There are plenty of alternate explanations of how Maoists are born. Expert Ajai Sahni suggests that many young adivasis are joining the Maoists simply because they’re the only powerful force in the region—and having a gun brings you power and wealth. If Sahni is right, throwing development money into Bastar is worse than useless, because it will only enrich the insurgency.
It’s also been argued, among others by former administrator Harsh Mander, that Maoists are successful because they provide public goods—critically justice—in areas where the state has disappeared. If this is the case, expanding administration and economic infrastructure would be key to success.
Each of these explanations might be true, or have some elements of truth, or none at all. There just isn’t enough empirical evidence to draw firm conclusions.

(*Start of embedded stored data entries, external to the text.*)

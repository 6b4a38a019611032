//! Hierarchical dispatch tree: dispatcher facade, handles, nodes, work items

mod dispatcher;
mod handle;
mod item;
mod node;

pub use dispatcher::Dispatcher;
pub use handle::DispatchHandle;

pub(crate) use dispatcher::DispatcherCore;
pub(crate) use item::WorkItem;
pub(crate) use node::Node;
//! Infrastructure components: config, logging, metrics, worker pool

pub mod config;
pub mod logging;
pub mod metrics;
pub mod pool;

pub use config::DispatcherConfig;
pub use logging::{DispatchLogger, TracingLogger};
pub use metrics::{DispatchMetrics, MetricsSnapshot};
pub use pool::WorkerPool;
//! Metrics collection for dispatcher monitoring
//!
//! Lock-free counters using atomic operations. Updated from worker threads,
//! snapshotted for inspection. Diagnostics only: no value here ever affects
//! scheduling decisions.

use std::sync::atomic::{AtomicU64, Ordering};
use std::time::Instant;

/// Dispatcher metrics collector
///
/// Thread-safe counters updated from dispatch and completion paths.
pub struct DispatchMetrics {
    /// Total items dispatched
    dispatched: AtomicU64,
    /// Total callbacks completed (including panicked ones)
    completed: AtomicU64,
    /// Total callbacks that panicked
    callback_panics: AtomicU64,
    /// Highest outstanding count observed
    peak_outstanding: AtomicU64,
    /// Start time for uptime calculation
    start_time: Instant,
}

/// Metrics snapshot for export
#[derive(Debug, Clone, Copy)]
pub struct MetricsSnapshot {
    pub dispatched: u64,
    pub completed: u64,
    pub callback_panics: u64,
    pub peak_outstanding: u64,
    pub uptime_seconds: u64,
}

impl DispatchMetrics {
    pub fn new() -> Self {
        Self {
            dispatched: AtomicU64::new(0),
            completed: AtomicU64::new(0),
            callback_panics: AtomicU64::new(0),
            peak_outstanding: AtomicU64::new(0),
            start_time: Instant::now(),
        }
    }

    #[inline]
    pub fn record_dispatch(&self, outstanding_now: usize) {
        self.dispatched.fetch_add(1, Ordering::Relaxed);
        self.peak_outstanding
            .fetch_max(outstanding_now as u64, Ordering::Relaxed);
    }

    #[inline]
    pub fn record_completion(&self) {
        self.completed.fetch_add(1, Ordering::Relaxed);
    }

    #[inline]
    pub fn record_callback_panic(&self) {
        self.callback_panics.fetch_add(1, Ordering::Relaxed);
    }

    /// Number of panicked callbacks so far
    #[inline]
    pub fn callback_panics(&self) -> u64 {
        self.callback_panics.load(Ordering::Relaxed)
    }

    /// Take a point-in-time snapshot
    pub fn snapshot(&self) -> MetricsSnapshot {
        MetricsSnapshot {
            dispatched: self.dispatched.load(Ordering::Relaxed),
            completed: self.completed.load(Ordering::Relaxed),
            callback_panics: self.callback_panics.load(Ordering::Relaxed),
            peak_outstanding: self.peak_outstanding.load(Ordering::Relaxed),
            uptime_seconds: self.start_time.elapsed().as_secs(),
        }
    }
}

impl Default for DispatchMetrics {
    fn default() -> Self {
        Self::new()
    }
}
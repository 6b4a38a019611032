//! Hierarchical key-sequenced callback dispatcher
//!
//! A tree of FIFO queues keyed by slash-delimited names (`"MarketData/AUD/Swap"`).
//! Work dispatched through a [`DispatchHandle`] runs on a shared worker pool with
//! two guarantees: an ancestor's own-level callback never overlaps any callback
//! in its descendant subtree, and dispatches sharing a key prefix keep their
//! arrival order at every shared ancestor. Divergent keys run concurrently.

pub mod dispatch;
pub mod infrastructure;

#[cfg(test)]
pub mod test_utils;

// Re-export commonly used types
pub use dispatch::{DispatchHandle, Dispatcher};
pub use infrastructure::config::DispatcherConfig;
pub use infrastructure::logging::{DispatchLogger, TracingLogger};
pub use infrastructure::metrics::MetricsSnapshot;

use thiserror::Error;

/// Main error type for the dispatcher
#[derive(Error, Debug)]
pub enum DispatchError {
    #[error("Invalid key: {0}")]
    InvalidKey(String),

    #[error("Configuration error: {0}")]
    Config(String),

    #[error("IO error: {0}")]
    Io(#[from] std::io::Error),
}

/// Result type alias
pub type Result<T> = std::result::Result<T, DispatchError>;
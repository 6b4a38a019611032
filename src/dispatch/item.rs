//! Work items: one dispatched callback travelling through the tree

use crate::dispatch::Node;
use std::sync::Arc;

/// Boxed user callback with its state captured
pub(crate) type Callback = Box<dyn FnOnce() + Send + 'static>;

/// One dispatched unit of work
///
/// Created at dispatch time, enqueued at the root, forwarded down the tree
/// one level at a time, and dropped once the callback wrapper finishes.
/// `path` pins every node from the root to the target while the item is in
/// flight.
pub(crate) struct WorkItem {
    /// Depth of the node this item executes at (0 = root)
    pub target_depth: usize,
    /// Resolved node chain from root to target, shared with the handle
    pub path: Arc<[Arc<Node>]>,
    /// User callback, invoked exactly once
    pub callback: Callback,
}

impl WorkItem {
    pub(crate) fn new(path: Arc<[Arc<Node>]>, callback: Callback) -> Self {
        Self {
            target_depth: path.len() - 1,
            path,
            callback,
        }
    }
}
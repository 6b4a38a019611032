//! Logging collaborator and file-based log setup
//!
//! The dispatcher never propagates callback panics; it reports them through a
//! [`DispatchLogger`] supplied at construction. The trait is object-safe and
//! must be callable from arbitrary worker threads concurrently.
//!
//! `init_logging` wires up file appenders for processes that want them:
//! - logs/main.log - general application logs
//! - logs/error.log - error and warning logs only

use std::fs;
use std::path::Path;
use tracing_appender::non_blocking::{NonBlocking, WorkerGuard};
use tracing_appender::rolling::{RollingFileAppender, Rotation};
use tracing_subscriber::{
    layer::{Layer, SubscriberExt},
    util::SubscriberInitExt,
    EnvFilter,
};

/// Thread-safe logging collaborator for the dispatcher
///
/// Implementations must tolerate concurrent calls from pool workers.
pub trait DispatchLogger: Send + Sync {
    /// A user callback panicked; the panic was contained and the slot freed
    fn callback_panic(&self, label: &str, detail: &str);

    /// The outstanding-item count crossed the soft backlog limit
    fn backlog_warning(&self, label: &str, outstanding: usize, limit: usize);
}

/// Default logger emitting through `tracing`
#[derive(Debug, Default, Clone, Copy)]
pub struct TracingLogger;

impl DispatchLogger for TracingLogger {
    fn callback_panic(&self, label: &str, detail: &str) {
        tracing::error!(target: "dispatch", dispatcher = label, "callback panicked: {detail}");
    }

    fn backlog_warning(&self, label: &str, outstanding: usize, limit: usize) {
        tracing::warn!(
            target: "dispatch",
            dispatcher = label,
            outstanding,
            limit,
            "outstanding items crossed soft backlog limit"
        );
    }
}

/// Initialize file logging
///
/// Creates logs/ directory and sets up rolling appenders plus a console
/// layer. Returns WorkerGuards which must be kept alive for the duration of
/// the program.
pub fn init_logging() -> Vec<WorkerGuard> {
    let logs_dir = Path::new("logs");
    if !logs_dir.exists() {
        fs::create_dir_all(logs_dir).expect("Failed to create logs directory");
    }

    let mut guards = Vec::new();

    // Main log - all logs
    let (main_appender, main_guard) = create_appender("logs/main", "main");
    guards.push(main_guard);

    // Error log - ERROR and WARN only
    let (error_appender, error_guard) = create_appender("logs/error", "error");
    guards.push(error_guard);

    let main_layer = tracing_subscriber::fmt::layer()
        .with_writer(main_appender)
        .with_ansi(false)
        .with_target(true)
        .with_level(true)
        .with_thread_ids(true)
        .with_thread_names(true)
        .json();

    let error_layer = tracing_subscriber::fmt::layer()
        .with_writer(error_appender)
        .with_ansi(false)
        .with_target(true)
        .with_level(true)
        .with_filter(tracing_subscriber::filter::LevelFilter::WARN);

    // Console layer for development
    let console_layer = tracing_subscriber::fmt::layer()
        .with_target(true)
        .with_level(true);

    tracing_subscriber::registry()
        .with(EnvFilter::new("info"))
        .with(main_layer)
        .with(error_layer)
        .with(console_layer)
        .init();

    tracing::info!("Logging system initialized. Log files in logs/ directory");

    guards
}

/// Create a rolling file appender
fn create_appender(dir: &str, name: &str) -> (NonBlocking, WorkerGuard) {
    let appender = RollingFileAppender::new(Rotation::DAILY, dir, name);

    let (non_blocking, guard) = tracing_appender::non_blocking(appender);

    (non_blocking, guard)
}
//! Book persistence
//!
//! Durable book records keyed by the external search-service identifier.
//! At most one row exists per external id; concurrent resolution races are
//! absorbed by the two-step upsert in [`save_book`].

use anyhow::{anyhow, Result};
use serde::Serialize;
use sqlx::{Row, SqlitePool};

/// Persisted book record
#[derive(Debug, Clone, Serialize)]
pub struct Book {
    pub id: i64,
    pub external_id: String,
    pub title: String,
    pub authors: Vec<String>,
    pub description: String,
    pub thumbnail: String,
    pub small_thumbnail: String,
    pub created_at: String,
    pub updated_at: String,
}

/// Book data as resolved from the external search service, before it has
/// a database row. Optional fields are empty strings, never null.
#[derive(Debug, Clone)]
pub struct NewBook {
    pub external_id: String,
    pub title: String,
    pub authors: Vec<String>,
    pub description: String,
    pub thumbnail: String,
    pub small_thumbnail: String,
}

const BOOK_COLUMNS: &str = "id, external_id, title, authors, description, \
                            thumbnail, small_thumbnail, created_at, updated_at";

fn row_to_book(row: &sqlx::sqlite::SqliteRow) -> Result<Book> {
    let authors_json: String = row.get("authors");
    let authors: Vec<String> = serde_json::from_str(&authors_json)
        .map_err(|e| anyhow!("Malformed authors column: {}", e))?;

    Ok(Book {
        id: row.get("id"),
        external_id: row.get("external_id"),
        title: row.get("title"),
        authors,
        description: row.get("description"),
        thumbnail: row.get("thumbnail"),
        small_thumbnail: row.get("small_thumbnail"),
        created_at: row.get("created_at"),
        updated_at: row.get("updated_at"),
    })
}

/// Load book by external identifier
pub async fn find_by_external_id(pool: &SqlitePool, external_id: &str) -> Result<Option<Book>> {
    let row = sqlx::query(&format!(
        "SELECT {} FROM books WHERE external_id = ?",
        BOOK_COLUMNS
    ))
    .bind(external_id)
    .fetch_optional(pool)
    .await?;

    row.as_ref().map(row_to_book).transpose()
}

/// Fuzzy lookup by title and authors.
///
/// A row matches when its title case-insensitively contains the query title
/// (or vice versa) and, if any authors were supplied, at least one supplied
/// author containment-matches one of the stored authors. Among matches the
/// row with the longest description wins; ties go to the lowest id.
///
/// Rows are scanned in preference order with title and author folding done
/// in Rust: SQLite's lower() only folds ASCII, which would miss accented or
/// non-Latin titles. The scan is unbounded so a matching row cannot be
/// shadowed by higher-ranked rows that fail the author filter.
pub async fn find_by_title_authors(
    pool: &SqlitePool,
    title: &str,
    authors: &[String],
) -> Result<Option<Book>> {
    let query_title = title.trim().to_lowercase();
    if query_title.is_empty() {
        return Ok(None);
    }

    let rows = sqlx::query(&format!(
        "SELECT {} FROM books ORDER BY length(description) DESC, id ASC",
        BOOK_COLUMNS
    ))
    .fetch_all(pool)
    .await?;

    for row in &rows {
        let book = row_to_book(row)?;
        let stored_title = book.title.to_lowercase();
        let title_matches = !stored_title.is_empty()
            && (stored_title.contains(&query_title) || query_title.contains(&stored_title));

        if title_matches && authors_match(&book.authors, authors) {
            return Ok(Some(book));
        }
    }

    Ok(None)
}

/// True when no query authors were supplied, or at least one query author
/// case-insensitively containment-matches a stored author.
fn authors_match(stored: &[String], query: &[String]) -> bool {
    if query.iter().all(|a| a.trim().is_empty()) {
        return true;
    }

    query.iter().any(|q| {
        let q = q.trim().to_lowercase();
        !q.is_empty()
            && stored.iter().any(|s| {
                let s = s.to_lowercase();
                s.contains(&q) || q.contains(&s)
            })
    })
}

/// Plain insert. A unique violation on `external_id` surfaces as the sqlx
/// error so callers can recover from the concurrent-resolution race.
pub async fn insert_book(pool: &SqlitePool, book: &NewBook) -> std::result::Result<(), sqlx::Error> {
    let authors_json =
        serde_json::to_string(&book.authors).map_err(|e| sqlx::Error::Encode(Box::new(e)))?;

    sqlx::query(
        r#"
        INSERT INTO books (external_id, title, authors, description, thumbnail, small_thumbnail)
        VALUES (?, ?, ?, ?, ?, ?)
        "#,
    )
    .bind(&book.external_id)
    .bind(&book.title)
    .bind(&authors_json)
    .bind(&book.description)
    .bind(&book.thumbnail)
    .bind(&book.small_thumbnail)
    .execute(pool)
    .await?;

    Ok(())
}

/// Refresh the mutable fields of an existing row
async fn update_book(pool: &SqlitePool, book: &NewBook) -> Result<()> {
    let authors_json = serde_json::to_string(&book.authors)?;

    sqlx::query(
        r#"
        UPDATE books
        SET title = ?, authors = ?, description = ?, thumbnail = ?, small_thumbnail = ?,
            updated_at = CURRENT_TIMESTAMP
        WHERE external_id = ?
        "#,
    )
    .bind(&book.title)
    .bind(&authors_json)
    .bind(&book.description)
    .bind(&book.thumbnail)
    .bind(&book.small_thumbnail)
    .bind(&book.external_id)
    .execute(pool)
    .await?;

    Ok(())
}

/// Save a resolved book, returning the resulting row.
///
/// Explicit two-step upsert: attempt the insert; on a unique violation
/// (another request persisted the same external id first) refresh the
/// mutable fields instead, then re-read by external id. Kept as two
/// statements rather than a storage-specific ON CONFLICT clause.
pub async fn save_book(pool: &SqlitePool, book: &NewBook) -> Result<Book> {
    match insert_book(pool, book).await {
        Ok(()) => {}
        Err(sqlx::Error::Database(db_err)) if db_err.is_unique_violation() => {
            tracing::debug!(
                external_id = %book.external_id,
                "Insert raced an existing row, updating instead"
            );
            update_book(pool, book).await?;
        }
        Err(e) => return Err(e.into()),
    }

    find_by_external_id(pool, &book.external_id)
        .await?
        .ok_or_else(|| anyhow!("Book {} vanished after save", book.external_id))
}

Perhaps even worse, we don’t know if the problem’s growing or diminishing. In its 2011-2012 annual report, the Ministry of Home Affairs said that 83 districts in nine states were affected by significant levels of Maoist violence. In 2009, former union home minister Palaniappan Chidambaram said 223 districts in 20 states—pretty much a third of the country—was affected. In November, 2003, the then-Home Secretary put the number at 55 districts of 20 states.
There’s reason to believe these numbers don’t mean a lot. Uttar Pradesh and Madhya Pradesh have several districts classified as Maoist-affected, for example, but registered a grand total of zero fatalities in 2011. Large swathes of northern Andhra Pradesh are classified as Maoist-affected, too, but the state had all of nine conflict-related fatalities in 2011. Measured by fatalities, as INN has pointed out, Maoist violence has been in decline since 2010.
This might mean Maoists are running out of steam. It might also mean security forces are engaging them less, fearful of suffering casualties and causing civilian deaths. It might be because Maoists don’t want to jeopardise their forest strongholds by starting a premature war.
You’d think the government and analysts would have better data—not the least because both human lives and expensive economic decisions are at stake. There isn’t one single authoritative study, though, of why Maoists make the political choices they do. To the best of my knowledge, no government has carried out a systematic study even of the social and economic backgrounds of arrested Maoists.
The take-away is this: beware grand theories on the Maoist question. Like so much else in India, the debate boils down to blind faith, not evidence.